» MATERIAL PROVIDED:
**********

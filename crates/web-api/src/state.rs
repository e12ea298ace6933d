use std::sync::Arc;
use std::time::Duration;

use application::{DirectMessageService, PagePolicy};

#[derive(Clone)]
pub struct AppState {
    pub service: Arc<DirectMessageService>,
    pub page_policy: PagePolicy,
    /// SSE 保活注释的间隔
    pub keep_alive: Duration,
}

impl AppState {
    pub fn new(
        service: Arc<DirectMessageService>,
        page_policy: PagePolicy,
        keep_alive: Duration,
    ) -> Self {
        Self {
            service,
            page_policy,
            keep_alive,
        }
    }
}
//! JWT 认证模块
//!
//! 提供 JWT token 生成、验证，以及从请求中解析当前用户。

use application::TokenVerifier;
use axum::{
    extract::FromRequestParts,
    http::{header::AUTHORIZATION, request::Parts, HeaderMap},
};
use config::JwtConfig;
use domain::{User, Username};
use jsonwebtoken::{decode, encode, DecodingKey, EncodingKey, Header, Validation};
use serde::{Deserialize, Serialize};
use time::{Duration, OffsetDateTime};

use crate::{error::ApiError, state::AppState};

/// JWT Claims 结构，`sub` 为用户名
#[derive(Debug, Serialize, Deserialize)]
pub struct Claims {
    pub sub: String,
    pub exp: i64, // 过期时间 (Unix timestamp)
}

#[derive(Debug, thiserror::Error)]
pub enum JwtError {
    #[error("token generation failed: {0}")]
    Encode(jsonwebtoken::errors::Error),
    #[error("invalid token: {0}")]
    Decode(jsonwebtoken::errors::Error),
}

/// JWT Token 服务
#[derive(Clone)]
pub struct JwtService {
    config: JwtConfig,
    encoding_key: EncodingKey,
    decoding_key: DecodingKey,
}

impl JwtService {
    pub fn new(config: JwtConfig) -> Self {
        let encoding_key = EncodingKey::from_secret(config.secret.as_ref());
        let decoding_key = DecodingKey::from_secret(config.secret.as_ref());

        Self {
            config,
            encoding_key,
            decoding_key,
        }
    }

    /// 生成 JWT token
    pub fn generate_token(&self, username: &Username) -> Result<String, JwtError> {
        let exp = OffsetDateTime::now_utc() + Duration::hours(self.config.expiration_hours);
        let claims = Claims {
            sub: username.as_str().to_owned(),
            exp: exp.unix_timestamp(),
        };

        encode(&Header::default(), &claims, &self.encoding_key).map_err(JwtError::Encode)
    }

    /// 验证并解析 JWT token
    pub fn verify_token(&self, token: &str) -> Result<Claims, JwtError> {
        decode::<Claims>(token, &self.decoding_key, &Validation::default())
            .map(|token_data| token_data.claims)
            .map_err(JwtError::Decode)
    }
}

impl TokenVerifier for JwtService {
    fn validate(&self, token: &str) -> bool {
        self.verify_token(token).is_ok()
    }

    fn username_from_token(&self, token: &str) -> Option<String> {
        self.verify_token(token).ok().map(|claims| claims.sub)
    }
}

/// 从 `Authorization: Bearer <token>` 头中取出 token
pub fn bearer_token(headers: &HeaderMap) -> Option<&str> {
    headers
        .get(AUTHORIZATION)
        .and_then(|header| header.to_str().ok())
        .and_then(|value| value.strip_prefix("Bearer "))
}

/// 已认证的当前用户
#[derive(Debug, Clone)]
pub struct CurrentUser(pub User);

impl FromRequestParts<AppState> for CurrentUser {
    type Rejection = ApiError;

    async fn from_request_parts(
        parts: &mut Parts,
        state: &AppState,
    ) -> Result<Self, Self::Rejection> {
        let user = state
            .service
            .resolve_identity(None, bearer_token(&parts.headers))
            .await?;
        Ok(CurrentUser(user))
    }
}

**********

» ACTIVITY: From the listing above, find the number of lines with the word "JwtService" in them. Answer with the number only.

» TASK ANSWER: 3